3 was the number assigned to two distinct streetcar lines operated by the Los Angeles Railway in Los Angeles, California. Combined, they operated from 1924 to 1947.

==1924 alignment==

The first version of 3 was introduced in 1924, and was coterminous with the original A line. From a terminus at Adams Boulevard and Alsace Avenue, it ran via Adams Boulevard, Normandie Avenue, 24th Street, Hoover Street, Burlington Avenue, Venice Boulevard, Hill Street, First Street, Broadway, and Lincoln Park Avenue to Eastlake Park. This route was discontinued in 1930.

==1931 alignment==

Following much of the original route of the R Line, the new route 3 was drastically different. It is notable for its close parallels to Wilshire Boulevard, which never had a transit line of its own because auto traffic was too heavy. The new 3 ran from the intersection of Larchmont Boulevard and Melrose Avenue to Central Station, by way of Larchmont Boulevard (forming the backbone of the Larchmont neighborhood), 3rd Street, a private right of way running between Gramercy Place and Wilton Place, 6th Street, and 5th Street. From the start of this routing until 1935, short turns were made from 5th to 3rd and were designated as the 4 Line (distinct from that number's 1939 incarnation). The route was converted to trolley bus operation in 1947, eight years after Central Station closed.
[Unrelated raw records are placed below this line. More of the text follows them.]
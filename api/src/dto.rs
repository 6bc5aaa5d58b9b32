//! Wire types mirroring the backend's OpenAPI models (camelCase JSON).

use serde::{Deserialize, Serialize};
use uuid::Uuid;

#[derive(Debug, Clone, PartialEq, Default, Serialize, Deserialize)]
#[serde(rename_all = "camelCase")]
pub struct IngredientDto {
    #[serde(default, skip_serializing_if = "Option::is_none")]
    pub id: Option<Uuid>,
    pub name: String,
    #[serde(default, skip_serializing_if = "Option::is_none")]
    pub weight_to_volume_conversion_factor: Option<f64>,
    #[serde(default, skip_serializing_if = "Option::is_none")]
    pub conversion_weight_unit: Option<WeightUnit>,
    #[serde(default, skip_serializing_if = "Option::is_none")]
    pub conversion_volume_unit: Option<VolumeUnit>,
    #[serde(default, skip_serializing_if = "Vec::is_empty")]
    pub ingredient_variants: Vec<IngredientVariantDto>,
    #[serde(default, skip_serializing_if = "Vec::is_empty")]
    pub custom_units: Vec<CustomUnitDto>,
}

impl IngredientDto {
    pub fn named(name: impl Into<String>) -> Self {
        Self {
            name: name.into(),
            ..Self::default()
        }
    }
}

#[derive(Debug, Clone, PartialEq, Default, Serialize, Deserialize)]
#[serde(rename_all = "camelCase")]
pub struct IngredientVariantDto {
    #[serde(default, skip_serializing_if = "Option::is_none")]
    pub id: Option<Uuid>,
    pub description: String,
    #[serde(default)]
    pub default_variant: bool,
    #[serde(default, skip_serializing_if = "Option::is_none")]
    pub unit: Option<GenericUnit>,
    #[serde(default, skip_serializing_if = "Option::is_none")]
    pub serving_size: Option<f64>,
    #[serde(default, skip_serializing_if = "Option::is_none")]
    pub calories: Option<f64>,
    #[serde(default, skip_serializing_if = "Option::is_none")]
    pub carbohydrate: Option<f64>,
    #[serde(default, skip_serializing_if = "Option::is_none")]
    pub fat: Option<f64>,
    #[serde(default, skip_serializing_if = "Option::is_none")]
    pub protein: Option<f64>,
    #[serde(default, skip_serializing_if = "Option::is_none")]
    pub saturated_fat: Option<f64>,
    #[serde(default, skip_serializing_if = "Option::is_none")]
    pub sodium: Option<f64>,
    #[serde(default, skip_serializing_if = "Option::is_none")]
    pub sugar: Option<f64>,
}

#[derive(Debug, Clone, PartialEq, Default, Serialize, Deserialize)]
#[serde(rename_all = "camelCase")]
pub struct CustomUnitDto {
    #[serde(default, skip_serializing_if = "Option::is_none")]
    pub id: Option<Uuid>,
    pub name: String,
    #[serde(default, skip_serializing_if = "Option::is_none")]
    pub conversion_unit_to_custom_unit_factor: Option<f64>,
    #[serde(default, skip_serializing_if = "Option::is_none")]
    pub conversion_unit: Option<GenericUnit>,
}

/// Error body returned by the backend for 4xx answers.
#[derive(Debug, Clone, PartialEq, Eq, Default, Serialize, Deserialize)]
pub struct ErrorDto {
    #[serde(default)]
    pub message: Option<String>,
}

#[derive(Debug, Clone, Copy, PartialEq, Eq, Hash, Serialize, Deserialize)]
#[serde(rename_all = "SCREAMING_SNAKE_CASE")]
pub enum WeightUnit {
    Gram,
    Milligram,
    Kilogram,
    Ounce,
    Pound,
}

#[derive(Debug, Clone, Copy, PartialEq, Eq, Hash, Serialize, Deserialize)]
#[serde(rename_all = "SCREAMING_SNAKE_CASE")]
pub enum VolumeUnit {
    Milliliter,
    Liter,
    FluidOunce,
    Teaspoon,
    Tablespoon,
    Cup,
}

/// Union of weight and volume units, used where either kind is accepted.
#[derive(Debug, Clone, Copy, PartialEq, Eq, Hash, Serialize, Deserialize)]
#[serde(rename_all = "SCREAMING_SNAKE_CASE")]
pub enum GenericUnit {
    Gram,
    Milligram,
    Kilogram,
    Ounce,
    Pound,
    Milliliter,
    Liter,
    FluidOunce,
    Teaspoon,
    Tablespoon,
    Cup,
}

impl From<WeightUnit> for GenericUnit {
    fn from(unit: WeightUnit) -> Self {
        match unit {
            WeightUnit::Gram => Self::Gram,
            WeightUnit::Milligram => Self::Milligram,
            WeightUnit::Kilogram => Self::Kilogram,
            WeightUnit::Ounce => Self::Ounce,
            WeightUnit::Pound => Self::Pound,
        }
    }
}

impl From<VolumeUnit> for GenericUnit {
    fn from(unit: VolumeUnit) -> Self {
        match unit {
            VolumeUnit::Milliliter => Self::Milliliter,
            VolumeUnit::Liter => Self::Liter,
            VolumeUnit::FluidOunce => Self::FluidOunce,
            VolumeUnit::Teaspoon => Self::Teaspoon,
            VolumeUnit::Tablespoon => Self::Tablespoon,
            VolumeUnit::Cup => Self::Cup,
        }
    }
}

impl GenericUnit {
    /// Short symbol for compact display (`g`, `ml`, `tbsp`, ...).
    pub fn symbol(self) -> &'static str {
        match self {
            Self::Gram => "g",
            Self::Milligram => "mg",
            Self::Kilogram => "kg",
            Self::Ounce => "oz",
            Self::Pound => "lb",
            Self::Milliliter => "ml",
            Self::Liter => "l",
            Self::FluidOunce => "fl oz",
            Self::Teaspoon => "tsp",
            Self::Tablespoon => "tbsp",
            Self::Cup => "cup",
        }
    }
}
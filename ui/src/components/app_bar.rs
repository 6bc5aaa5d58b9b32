use dioxus::prelude::*;
use tracing::info;

use crate::i18n;
use crate::icons::MenuIcon;
use crate::t;

/// Fixed top bar: drawer toggle (mobile only, via CSS), title and locale picker.
///
/// The locale picker writes through to a global `Signal<String>` language
/// code when the platform provides one, so keyed subtrees remount in the new
/// language.
#[component]
pub fn AppBar(on_menu: EventHandler<MouseEvent>) -> Element {
    let mut current_lang = use_signal(i18n::current_language);
    let langs = use_signal(i18n::available_languages);
    let show_switcher = langs().len() > 1;
    let lang_code_ctx: Option<Signal<String>> = try_use_context::<Signal<String>>();

    let on_change = move |evt: FormEvent| {
        let val = evt.value();
        if i18n::set_language(&val).is_ok() {
            info!(lang = %val, "language switched");
            current_lang.set(val.clone());
            if let Some(mut code) = lang_code_ctx {
                code.set(val);
            }
        }
    };

    rsx! {
        header { class: "app-bar",
            div { class: "app-bar__toolbar",
                button {
                    r#type: "button",
                    class: "app-bar__menu-button",
                    aria_label: t!("app-bar-open-drawer"),
                    onclick: move |evt| on_menu.call(evt),
                    MenuIcon {}
                }
                h1 { class: "app-bar__title", {t!("app-title")} }

                if show_switcher {
                    div { class: "app-bar__locale",
                        label { class: "visually-hidden", r#for: "locale-select",
                            {t!("nav-language-label")}
                        }
                        select {
                            id: "locale-select",
                            value: "{current_lang()}",
                            oninput: on_change,
                            for code in langs() {
                                option { key: "{code}", value: "{code}", "{code}" }
                            }
                        }
                    }
                }
            }
        }
    }
}
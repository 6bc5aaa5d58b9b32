#![cfg_attr(all(windows, not(debug_assertions)), windows_subsystem = "windows")]

#[cfg(feature = "desktop")]
use dioxus::desktop::{
    tao::{dpi::LogicalSize, window::WindowBuilder},
    Config,
};
use dioxus::prelude::*;

use ui::components::{register_nav, Layout, NavBuilder, NavEntry};
use ui::core::config::ApiConfig;
use ui::views::{Home, Ingredients, PageNotFound, Recipes};
use ui::ThemeProvider;

#[derive(Debug, Clone, Routable, PartialEq)]
#[rustfmt::skip]
enum Route {
    #[layout(DesktopShell)]
    #[route("/")]
    Home {},
    #[route("/recipes")]
    Recipes {},
    #[route("/ingredients")]
    Ingredients {},
    #[route("/:..segments")]
    PageNotFound { segments: Vec<String> },
}

const MAIN_CSS_INLINE: &str = include_str!(concat!(
    env!("CARGO_MANIFEST_DIR"),
    "/../ui/assets/theme/main.css"
)); // Shared theme (ui/assets/theme/main.css); no separate desktop stylesheet.

#[cfg(feature = "desktop")]
fn main() {
    LaunchBuilder::desktop()
        .with_cfg(
            Config::new().with_window(
                WindowBuilder::new()
                    .with_title(format!("Home app – v{}", env!("CARGO_PKG_VERSION")))
                    .with_inner_size(LogicalSize::new(1024.0, 768.0)),
            ),
        )
        .launch(App);
}

#[cfg(all(feature = "server", not(feature = "desktop")))]
fn main() {
    LaunchBuilder::server().launch(App);
}

fn nav_link(entry: NavEntry, to: Route) -> Element {
    let class = entry.class();
    let NavEntry {
        selected,
        on_click,
        children,
        ..
    } = entry;
    rsx!(Link { class, to, aria_selected: "{selected}", onclick: on_click, {children} })
}
fn nav_recipes(entry: NavEntry) -> Element {
    nav_link(entry, Route::Recipes {})
}
fn nav_ingredients(entry: NavEntry) -> Element {
    nav_link(entry, Route::Ingredients {})
}

#[component]
fn App() -> Element {
    ui::i18n::init();

    // AppBar (shared) updates this on language selection.
    let lang_code = use_signal(ui::i18n::current_language);
    use_context_provider(|| lang_code);
    use_context_provider(ApiConfig::from_env);

    register_nav(NavBuilder {
        recipes: nav_recipes,
        ingredients: nav_ingredients,
    });

    rsx! {
        // Always inline the theme so packaged builds need no asset directory.
        document::Style { "{MAIN_CSS_INLINE}" }

        // Keyed wrapper forces a full remount on language change.
        div { key: "{lang_code()}",
            Router::<Route> { }
        }
    }
}

/// Desktop-specific layout route around the shared shell.
#[component]
fn DesktopShell() -> Element {
    let route = use_route::<Route>();

    rsx! {
        ThemeProvider {
            Layout { path: route.to_string(),
                Outlet::<Route> {}
            }
        }
    }
}
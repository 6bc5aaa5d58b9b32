use dioxus::prelude::*;

use super::Construction;

#[component]
pub fn Recipes() -> Element {
    rsx! {
        section { class: "page page-recipes",
            Construction {}
        }
    }
}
The trackless line was extended to 3rd Street and Fairfax Avenue in September 1950.

===Trolley coach and bus conversion===
The service was maintained and transferred to Los Angeles Metropolitan Transit Authority in 1958. The agency replaced trolley buses with SilverLiner coaches after March 31, 1963; the new service retained the number 3.